Condenser mics will create a more accurate depiction of the string tone. Ribbon mics, however, will add warmth and extra character to the sound at the expense of accuracy.

If you were to use a condenser, the size would depend on what you were recording. Violin will almost always be a small diaphragm condenser. Cello will usually be a large diaphragm.

If you are recording an entire string section, it’s best to stick with a pair of large diaphragm condensers. You’ll be able to capture a much larger part of the frequency spectrum.



Drum kits are… complicated.

There’s a lot of different sound sources that need to be captured. If you’re in a home studio, this means a lot can go wrong. I usually recommend recording drum kits in a professional studio or using drum replacement software like EZdrummer 2.

But if you’re committed to tracking drums in your space, then here’s what you’ll need:

Each of the drums will be closely miked with a dynamic microphone. Some people will also put a dynamic mic underneath the snare drum to catch the rattle of the snares as well.

The kick drum will be miked with a low-end dynamic microphone.

Your overheads will be a pair of small diaphragm condensers. If you’re recording hi-hat, this will also be a small diaphragm condenser.

If you are wanting to use a room mic, those are usually a large diaphragm condenser mic or a ribbon mic.

You may not have the budget to go out and buy all that gear. If so, stick with the basics: a snare mic, a kick mic, and a pair of overhead mics. That should get your started.



Bass amps are recorded using low-end dynamic mics. These mics are designed to handle the low frequencies coming from the cabinet.

An upright bass is more complicated. How present will it be in the mix? How much detail do you need to capture? I will usually use a combination of a low-end dynamic mic and a large diaphragm condenser to see which tone I like best.


What Mics Should I Get First?

Over time, you’ll want to build up a decent microphone collection to capture the different instruments you’ll be recording

But if you’re on a budget and you’re buying your first studio microphone, I would stick with getting two mics: a dynamic and a large diaphragm condenser.

These two mics should cover the entire spectrum of sounds you’ll be recording. Between a dynamic vs condenser, you should be able to cover any instrument you need. You’ll want to branch out in the future, but for now, these will get you 80% of the way there.
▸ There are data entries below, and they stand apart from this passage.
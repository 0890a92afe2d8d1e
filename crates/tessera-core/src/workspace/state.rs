//! State guarded by the workspace lock.

use std::sync::Arc;

use parking_lot::RwLock;

use crate::cells::{CellId, CellStore};
use crate::compile::MemoTable;
use crate::error::Result;
use crate::staleness::StalenessTracker;
use crate::topology::TopologyResolver;

/// Cell chain, staleness and memoized compilations.
///
/// Kept under one lock so a memoized entry and the freshness flag it
/// justifies can never be observed out of step.
pub struct WorkspaceState<A> {
    pub cells: CellStore,
    pub staleness: StalenessTracker,
    pub memo: MemoTable<A>,
    pub topology: Arc<dyn TopologyResolver>,
}

/// Thread-safe state handle.
pub type SharedState<A> = Arc<RwLock<WorkspaceState<A>>>;

impl<A> WorkspaceState<A> {
    pub fn new(workspace: uuid::Uuid, topology: Arc<dyn TopologyResolver>) -> Self {
        Self {
            cells: CellStore::new(workspace),
            staleness: StalenessTracker::new(),
            memo: MemoTable::new(),
            topology,
        }
    }

    /// Mark `from` and everything after it outdated.
    pub fn invalidate_from(&mut self, from: CellId) -> Result<Vec<CellId>> {
        self.staleness
            .mark_outdated(&self.cells, self.topology.as_ref(), from)
    }

    pub fn is_outdated(&self, id: CellId) -> Result<bool> {
        self.staleness
            .is_outdated(&self.cells, self.topology.as_ref(), id)
    }
}
//! Tracking of cells whose analysis results are out of date.
//!
//! Declarations flow forward only: an edit, insertion or removal at cell X
//! invalidates X and everything positioned after it. A cell becomes fresh
//! again only when a compilation of its current buffer is memoized.
//!
//! Each mark bumps a per-cell epoch. A compile records the epoch it started
//! from and may only clear the flag if the epoch is unchanged, so a compile
//! that raced an edit cannot mark the newer buffer fresh.

use rustc_hash::FxHashMap;

use crate::cells::{CellId, CellStore};
use crate::error::{Error, Result};
use crate::topology::TopologyResolver;

#[derive(Debug, Clone, Copy)]
struct Staleness {
    outdated: bool,
    epoch: u64,
}

/// Per-cell outdated flags and staleness epochs.
#[derive(Debug, Default)]
pub struct StalenessTracker {
    cells: FxHashMap<CellId, Staleness>,
}

impl StalenessTracker {
    pub fn new() -> Self {
        Self::default()
    }

    /// Start tracking a new cell. New cells are outdated.
    pub fn track(&mut self, id: CellId) {
        self.cells.insert(
            id,
            Staleness {
                outdated: true,
                epoch: 0,
            },
        );
    }

    /// Stop tracking a removed cell.
    pub fn forget(&mut self, id: CellId) {
        self.cells.remove(&id);
    }

    /// Mark `from` and every cell it invalidates as outdated.
    ///
    /// Returns the marked cells in chain order.
    pub fn mark_outdated(
        &mut self,
        cells: &CellStore,
        topology: &dyn TopologyResolver,
        from: CellId,
    ) -> Result<Vec<CellId>> {
        let invalidated = topology.invalidated_by(cells, from)?;
        for id in &invalidated {
            let entry = self.cells.entry(*id).or_insert(Staleness {
                outdated: true,
                epoch: 0,
            });
            entry.outdated = true;
            entry.epoch += 1;
        }
        tracing::trace!(%from, count = invalidated.len(), "marked cells outdated");
        Ok(invalidated)
    }

    /// Current staleness epoch of a cell.
    pub fn epoch(&self, id: CellId) -> Result<u64> {
        self.cells
            .get(&id)
            .map(|s| s.epoch)
            .ok_or(Error::NotFound(id))
    }

    /// Clear the outdated flag if nothing marked the cell since `observed_epoch`.
    ///
    /// Returns whether the cell is now fresh.
    pub fn mark_fresh(&mut self, id: CellId, observed_epoch: u64) -> bool {
        match self.cells.get_mut(&id) {
            Some(entry) if entry.epoch == observed_epoch => {
                entry.outdated = false;
                true
            }
            _ => false,
        }
    }

    /// Whether the cell's own flag is set, ignoring predecessors.
    pub fn is_flagged(&self, id: CellId) -> bool {
        self.cells.get(&id).is_none_or(|s| s.outdated)
    }

    /// Whether the cell or any cell it depends on is outdated.
    pub fn is_outdated(
        &self,
        cells: &CellStore,
        topology: &dyn TopologyResolver,
        id: CellId,
    ) -> Result<bool> {
        if !cells.contains(id) {
            return Err(Error::NotFound(id));
        }
        if self.is_flagged(id) {
            return Ok(true);
        }
        Ok(topology
            .dependencies(cells, id)?
            .into_iter()
            .any(|dep| self.is_flagged(dep)))
    }
}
For your first mic purchases, I’d recommend going with the Shure SM57 and the se2200. They are two of the best cheap microphones. Both are mics where the quality definitely outpaces the price. Once you’ve learned to use those well, then invest in a pair of AKG P170’s. They are extremely cheap for small condenser mics, but they’re an incredible bang for your buck.


Do I Have to Use a Microphone?

Actually, no. Not for everything.

For guitar, bass, and drums, you could be fine going digital.
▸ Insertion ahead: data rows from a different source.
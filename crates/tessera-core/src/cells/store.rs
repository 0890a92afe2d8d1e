//! Arena of cells linked into a single ordered chain.

use rustc_hash::FxHashMap;
use uuid::Uuid;

use super::types::{Cell, CellId};
use crate::error::{Error, Result};

/// Owns cell identity, buffer text, and ordering.
///
/// Cells live in an arena keyed by id; order is expressed only through the
/// `predecessor`/`successor` fields, so insertion and removal relink at most
/// three cells regardless of chain length. The store knows nothing about
/// compilation.
pub struct CellStore {
    /// Identity of the owning workspace
    workspace: Uuid,
    /// Cells by ID
    cells: FxHashMap<CellId, Cell>,
    /// First cell in the chain
    head: Option<CellId>,
    /// Last cell in the chain
    tail: Option<CellId>,
    /// Next cell index to assign
    next_index: u64,
}

impl CellStore {
    /// Create an empty store for the given workspace.
    pub fn new(workspace: Uuid) -> Self {
        Self {
            workspace,
            cells: FxHashMap::default(),
            head: None,
            tail: None,
            next_index: 1,
        }
    }

    /// Identity of the owning workspace.
    pub fn workspace(&self) -> Uuid {
        self.workspace
    }

    /// Insert a new cell between `previous` and `next`.
    ///
    /// The neighbors must be adjacent in the current chain. Passing `None`
    /// for both is only valid while the store is empty; `(Some(tail), None)`
    /// appends and `(None, Some(head))` prepends.
    pub fn insert_cell(
        &mut self,
        initial_buffer: impl Into<String>,
        previous: Option<CellId>,
        next: Option<CellId>,
    ) -> Result<CellId> {
        self.check_slot(previous, next, None)?;

        let id = CellId::new(self.workspace, self.next_index);
        self.next_index += 1;

        self.cells.insert(id, Cell::new(id, initial_buffer.into()));
        self.splice(id, previous, next);

        tracing::trace!(%id, "inserted cell");
        Ok(id)
    }

    /// Remove a cell, relinking its neighbors.
    ///
    /// `next` must name the cell's current successor. A mismatch means the
    /// caller acted on an outdated view of the chain and nothing is changed.
    /// Returns the removed cell with its links as they were at removal.
    pub fn remove_cell(&mut self, id: CellId, next: Option<CellId>) -> Result<Cell> {
        let actual = self.get(id)?.successor;
        if actual != next {
            return Err(Error::StaleReference {
                cell_id: id,
                expected: next,
                actual,
            });
        }

        self.unlink(id);
        let cell = self.cells.remove(&id).ok_or(Error::NotFound(id))?;

        tracing::trace!(%id, "removed cell");
        Ok(cell)
    }

    /// Move an existing cell between `previous` and `next`.
    ///
    /// Adjacency is checked against the chain as it would be with the cell
    /// taken out. The cell keeps its id, buffer and version. Returns the
    /// cell's successor before the move.
    pub fn move_cell(
        &mut self,
        id: CellId,
        previous: Option<CellId>,
        next: Option<CellId>,
    ) -> Result<Option<CellId>> {
        let old_successor = self.get(id)?.successor;
        if previous == Some(id) || next == Some(id) {
            return Err(Error::InvalidPosition(format!(
                "{} cannot be positioned relative to itself",
                id
            )));
        }
        self.check_slot(previous, next, Some(id))?;

        self.unlink(id);
        self.splice(id, previous, next);

        tracing::trace!(%id, "moved cell");
        Ok(old_successor)
    }

    /// Replace a cell's buffer and return its new version.
    pub fn set_cell_buffer(&mut self, id: CellId, buffer: impl Into<String>) -> Result<u64> {
        let cell = self.get_mut(id)?;
        cell.buffer = buffer.into();
        cell.version += 1;
        Ok(cell.version)
    }

    /// Get a cell's buffer.
    pub fn get_cell_buffer(&self, id: CellId) -> Result<&str> {
        self.get(id).map(|cell| cell.buffer.as_str())
    }

    /// Get a cell's current version.
    pub fn cell_version(&self, id: CellId) -> Result<u64> {
        self.get(id).map(|cell| cell.version)
    }

    /// Get a cell by ID.
    pub fn get(&self, id: CellId) -> Result<&Cell> {
        self.cells.get(&id).ok_or(Error::NotFound(id))
    }

    fn get_mut(&mut self, id: CellId) -> Result<&mut Cell> {
        self.cells.get_mut(&id).ok_or(Error::NotFound(id))
    }

    pub fn contains(&self, id: CellId) -> bool {
        self.cells.contains_key(&id)
    }

    pub fn head(&self) -> Option<CellId> {
        self.head
    }

    pub fn tail(&self) -> Option<CellId> {
        self.tail
    }

    pub fn predecessor_of(&self, id: CellId) -> Result<Option<CellId>> {
        self.get(id).map(|cell| cell.predecessor)
    }

    pub fn successor_of(&self, id: CellId) -> Result<Option<CellId>> {
        self.get(id).map(|cell| cell.successor)
    }

    /// Get the number of cells.
    pub fn len(&self) -> usize {
        self.cells.len()
    }

    /// Check if the store is empty.
    pub fn is_empty(&self) -> bool {
        self.cells.is_empty()
    }

    /// Iterate cells from head to tail.
    pub fn iter(&self) -> ChainIter<'_> {
        ChainIter {
            store: self,
            next: self.head,
        }
    }

    /// Verify that `(previous, next)` names a slot in the chain.
    ///
    /// With `skipping`, the chain is evaluated as if that cell were absent.
    fn check_slot(
        &self,
        previous: Option<CellId>,
        next: Option<CellId>,
        skipping: Option<CellId>,
    ) -> Result<()> {
        for id in previous.iter().chain(next.iter()) {
            if id.workspace() != self.workspace {
                return Err(Error::InvalidPosition(format!(
                    "{} belongs to a different workspace",
                    id
                )));
            }
            if !self.contains(*id) {
                return Err(Error::InvalidPosition(format!("{} is not in the workspace", id)));
            }
        }

        let remaining = self.len() - usize::from(skipping.is_some());
        let skip = |link: Option<CellId>, forward: bool| -> Option<CellId> {
            match (link, skipping) {
                (Some(link), Some(skipped)) if link == skipped => {
                    let cell = &self.cells[&skipped];
                    if forward { cell.successor } else { cell.predecessor }
                }
                _ => link,
            }
        };

        match (previous, next) {
            (None, None) if remaining == 0 => Ok(()),
            (None, None) => Err(Error::InvalidPosition(
                "both neighbors absent in a non-empty workspace".to_string(),
            )),
            (Some(p), None) => match skip(self.cells[&p].successor, true) {
                None => Ok(()),
                Some(after) => Err(Error::InvalidPosition(format!(
                    "{} is not the last cell (followed by {})",
                    p, after
                ))),
            },
            (None, Some(n)) => match skip(self.cells[&n].predecessor, false) {
                None => Ok(()),
                Some(before) => Err(Error::InvalidPosition(format!(
                    "{} is not the first cell (preceded by {})",
                    n, before
                ))),
            },
            (Some(p), Some(n)) => {
                if skip(self.cells[&p].successor, true) == Some(n) {
                    Ok(())
                } else {
                    Err(Error::InvalidPosition(format!(
                        "{} and {} are not adjacent",
                        p, n
                    )))
                }
            }
        }
    }

    /// Link a detached cell between two adjacent neighbors.
    fn splice(&mut self, id: CellId, previous: Option<CellId>, next: Option<CellId>) {
        if let Some(cell) = self.cells.get_mut(&id) {
            cell.predecessor = previous;
            cell.successor = next;
        }

        match previous.and_then(|p| self.cells.get_mut(&p)) {
            Some(prev) => prev.successor = Some(id),
            None => self.head = Some(id),
        }
        match next.and_then(|n| self.cells.get_mut(&n)) {
            Some(next) => next.predecessor = Some(id),
            None => self.tail = Some(id),
        }
    }

    /// Detach a cell from the chain, joining its neighbors.
    fn unlink(&mut self, id: CellId) {
        let Some((predecessor, successor)) = self
            .cells
            .get_mut(&id)
            .map(|cell| (cell.predecessor.take(), cell.successor.take()))
        else {
            return;
        };

        match predecessor.and_then(|p| self.cells.get_mut(&p)) {
            Some(prev) => prev.successor = successor,
            None => self.head = successor,
        }
        match successor.and_then(|s| self.cells.get_mut(&s)) {
            Some(next) => next.predecessor = predecessor,
            None => self.tail = predecessor,
        }
    }
}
For guitars, I’m a big fan of recording direct-in and using amp simulators like Bias FX for electric guitar or Softube’s Bass Amp Room for bass.

You can get some incredible sounds that you honestly just couldn’t recreate in your bedroom.

For drums, the software out there right now is amazing. I’d recommend programing your own drums (or just recording them in a professional studio).

I use Toontrack’s EZDrummer 2, and I love it. The stuff you can make in here sounds so real.

The 21st Century is amazing, let me tell you.


Wrapping Up: Types of Microphones

Now that you know what options are out there for you to use, here’s my advice.

Invest in a few different microphones.

There’s no rush – it’s not like you can’t record music unless you have a full mic closet.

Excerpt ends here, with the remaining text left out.